UDora/udora/loss.py

"""
Loss Computation Functions for UDora

This module contains specialized loss functions used by UDora for optimizing
adversarial strings based on target action probabilities and rewards.
"""

from typing import List, Tuple
import torch
from torch import Tensor


def compute_udora_loss(logits: Tensor,
                      target_ids: Tensor,
                      positions: List[int],
                      weight: float = 1.0,
                      position_index: int = 0) -> Tensor:
    """
    Compute UDora loss combining probability and reward components.
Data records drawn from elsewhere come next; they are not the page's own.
//! Revision scripts on disk.
//!
//! Every migration lives in its own `<revision>_<slug>.mig` file inside a
//! migrations directory. Files are parsed with a small call-based language
//! (see [`parser`]) and written back with [`render`].

pub mod lexer;
pub mod parser;
pub mod render;
pub mod verbs;

use std::fs;
use std::io::Write;
use std::path::{Path, PathBuf};

use chrono::NaiveDateTime;
use tracing::{debug, info};

use crate::error::{MigrateError, Result};
use crate::migration::{Migration, CREATED_FORMAT};
use crate::operations::{DowngradeOps, UpgradeOps};
use crate::revision::RevisionMap;

use self::parser::{Assignment, Parser, Value};

pub use self::render::render;
pub use self::verbs::Verb;

/// File extension of revision scripts.
pub const SCRIPT_EXTENSION: &str = "mig";

/// Longest slug taken from a message when naming a script file.
const MAX_SLUG_LENGTH: usize = 40;

/// Parses the text of one revision script.
///
/// # Errors
///
/// Returns `MigrateError::Parse` (carrying `path` and a byte offset) for
/// malformed scripts and `MigrateError::InvalidType` for unknown column types.
pub fn parse_migration(source: &str, path: &Path) -> Result<Migration> {
    let document = Parser::new(source, path).parse_document()?;
    let error = |message: String, offset: usize| MigrateError::Parse {
        path: path.to_path_buf(),
        message,
        offset,
    };

    for assignment in &document.assignments {
        if !matches!(
            assignment.name.as_str(),
            "revision" | "revises" | "message" | "created"
        ) {
            return Err(error(
                format!("unknown setting '{}'", assignment.name),
                assignment.offset,
            ));
        }
    }

    let string = |assignment: &Assignment| match &assignment.value {
        Value::Str(s) => Ok(s.clone()),
        other => Err(error(
            format!("'{}' must be a string, found {}", assignment.name, other.kind()),
            assignment.offset,
        )),
    };

    let revision = document
        .get("revision")
        .ok_or_else(|| error("missing 'revision'".to_string(), 0))
        .and_then(string)?;

    let revises = match document.get("revises") {
        None => Vec::new(),
        Some(assignment) => match &assignment.value {
            Value::None => Vec::new(),
            Value::Str(parent) => vec![parent.clone()],
            Value::List(items) => items
                .iter()
                .map(|item| match item {
                    Value::Str(parent) => Ok(parent.clone()),
                    other => Err(error(
                        format!("'revises' entries must be strings, found {}", other.kind()),
                        assignment.offset,
                    )),
                })
                .collect::<Result<Vec<_>>>()?,
            other => {
                return Err(error(
                    format!("'revises' must be none, a string or a list, found {}", other.kind()),
                    assignment.offset,
                ))
            }
        },
    };

    let message = document
        .get("message")
        .map(string)
        .transpose()?
        .unwrap_or_default();

    let created = match document.get("created") {
        None => None,
        Some(assignment) => {
            let text = string(assignment)?;
            Some(
                NaiveDateTime::parse_from_str(&text, CREATED_FORMAT).map_err(|e| {
                    error(format!("invalid 'created': {}", e), assignment.offset)
                })?,
            )
        }
    };

    let upgrade = document
        .up
        .iter()
        .map(|call| verbs::operation(call, path))
        .collect::<Result<Vec<_>>>()?;
    let downgrade = document
        .down
        .iter()
        .map(|call| verbs::operation(call, path))
        .collect::<Result<Vec<_>>>()?;

    let mut migration = Migration::new(
        revision,
        revises,
        message,
        UpgradeOps::new(upgrade),
        DowngradeOps::new(downgrade),
    );
    migration.created = created;
    Ok(migration)
}

/// Turns a message into a file-name friendly slug.
#[must_use]
pub fn slug(message: &str) -> String {
    let mut slug = String::new();
    for c in message.chars() {
        if c.is_ascii_alphanumeric() {
            slug.push(c.to_ascii_lowercase());
        } else if !slug.is_empty() && !slug.ends_with('_') {
            slug.push('_');
        }
    }
    slug.truncate(MAX_SLUG_LENGTH);
    slug.trim_end_matches('_').to_string()
}

/// A directory of revision scripts.
#[derive(Debug, Clone)]
pub struct ScriptDir {
    path: PathBuf,
}

impl ScriptDir {
    /// Opens an existing migrations directory.
    ///
    /// # Errors
    ///
    /// Returns [`MigrateError::MigrationsDirNotFound`] if `path` is not a directory.
    pub fn open(path: impl Into<PathBuf>) -> Result<Self> {
        let path = path.into();
        if !path.is_dir() {
            return Err(MigrateError::MigrationsDirNotFound(path));
        }
        Ok(Self { path })
    }

    /// Creates the migrations directory (and parents) if needed.
    ///
    /// # Errors
    ///
    /// Returns an I/O error if the directory cannot be created.
    pub fn create(path: impl Into<PathBuf>) -> Result<Self> {
        let path = path.into();
        fs::create_dir_all(&path)?;
        info!(path = %path.display(), "Initialized migrations directory");
        Ok(Self { path })
    }

    /// Directory path.
    #[must_use]
    pub fn path(&self) -> &Path {
        &self.path
    }

    /// Script files in the directory, sorted by file name.
    ///
    /// # Errors
    ///
    /// Returns an I/O error if the directory cannot be read.
    pub fn script_paths(&self) -> Result<Vec<PathBuf>> {
        let mut paths = Vec::new();
        for entry in fs::read_dir(&self.path)? {
            let path = entry?.path();
            if path.is_file() && path.extension().is_some_and(|e| e == SCRIPT_EXTENSION) {
                paths.push(path);
            }
        }
        paths.sort();
        Ok(paths)
    }

    /// Parses every script in the directory.
    ///
    /// # Errors
    ///
    /// Fails on the first unreadable or malformed script.
    pub fn load(&self) -> Result<Vec<Migration>> {
        let mut migrations = Vec::new();
        for path in self.script_paths()? {
            let source = fs::read_to_string(&path)?;
            let migration = parse_migration(&source, &path)?;
            debug!(revision = %migration.revision, path = %path.display(), "Loaded revision");
            migrations.push(migration);
        }
        Ok(migrations)
    }

    /// Parses every script and builds the revision graph.
    ///
    /// # Errors
    ///
    /// Fails on malformed scripts and on graph errors (duplicate ids,
    /// unknown parents, cycles).
    pub fn revision_map(&self) -> Result<RevisionMap> {
        RevisionMap::new(self.load()?)
    }

    /// File path a migration is written to.
    #[must_use]
    pub fn script_path(&self, migration: &Migration) -> PathBuf {
        let slug = slug(&migration.message);
        let name = if slug.is_empty() {
            format!("{}.{}", migration.revision, SCRIPT_EXTENSION)
        } else {
            format!("{}_{}.{}", migration.revision, slug, SCRIPT_EXTENSION)
        };
        self.path.join(name)
    }

    /// Renders and writes a migration to a new script file.
    ///
    /// The text is rendered before the file is created, and an existing file
    /// is never overwritten.
    ///
    /// # Errors
    ///
    /// Returns [`MigrateError::MigrationExists`] if the file already exists.
    pub fn write(&self, migration: &Migration) -> Result<PathBuf> {
        let text = render(migration);
        let path = self.script_path(migration);

        let mut file = match fs::OpenOptions::new()
            .write(true)
            .create_new(true)
            .open(&path)
        {
            Ok(file) => file,
            Err(e) if e.kind() == std::io::ErrorKind::AlreadyExists => {
                return Err(MigrateError::MigrationExists(path));
            }
            Err(e) => return Err(e.into()),
        };
        file.write_all(text.as_bytes())?;

        info!(revision = %migration.revision, path = %path.display(), "Wrote revision script");
        Ok(path)
    }
}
    This loss function encourages the model to generate target sequences
    by combining negative log-likelihood with consecutive matching rewards.

    Args:
        logits: Model logits, shape (batch_size, seq_len, vocab_size)
        target_ids: Target token IDs, shape (batch_size, target_len)
        positions: List of positions in the sequence for target tokens
        weight: Exponential weighting factor
        position_index: Index for position-based weighting

    Returns:
        Loss tensor, shape (batch_size,)
    """
    batch_size = logits.shape[0]
    device = logits.device

    # Extract logits at target positions
    position_tensor = torch.tensor(positions, dtype=torch.long, device=device)
    shift_logits = logits[..., position_tensor, :].contiguous()
    shift_labels = target_ids.repeat(batch_size, 1)

    # Compute probabilities and predictions
    probabilities = torch.softmax(shift_logits, dim=-1)
    correct_probs = probabilities.gather(dim=-1, index=shift_labels.unsqueeze(-1)).squeeze(-1)
    negative_probs = -correct_probs

    predictions = torch.argmax(shift_logits, dim=-1)
    matches = predictions == shift_labels

    # Compute consecutive matching reward
    matched_reward = -1 * (torch.cumprod(matches.float(), dim=1).sum(dim=1))

    # Compute loss up to first mismatch
    seq_len = matches.size(1)
    indices = torch.arange(seq_len, device=device).unsqueeze(0).expand_as(matches)
    first_mismatch_indices = torch.where(
        ~matches, indices, torch.full_like(indices, seq_len)
    ).min(dim=1)[0]

    # Create mask up to and including first mismatch
    mask = indices <= first_mismatch_indices.unsqueeze(1)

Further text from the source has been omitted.